Exercise material >>
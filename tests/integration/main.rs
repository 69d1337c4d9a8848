//! Integration tests for the frontier
//!
//! Multi-connection tests share an on-disk database in a temp directory;
//! fetcher and worker tests run against wiremock servers.

mod claiming;
mod common;
mod fetcher;
mod pipeline;
mod recovery;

Try it >> Type the data again exactly. Leave nothing out.

Task result >>
filename tests/integration/main.rs
repository 69d1337c4d9a8848
//! Integration tests for the frontier
//!
//! Multi-connection tests share an on-disk database in a temp directory;
//! fetcher and worker tests run against wiremock servers.

mod claiming;
mod common;
mod fetcher;
mod pipeline;
mod recovery;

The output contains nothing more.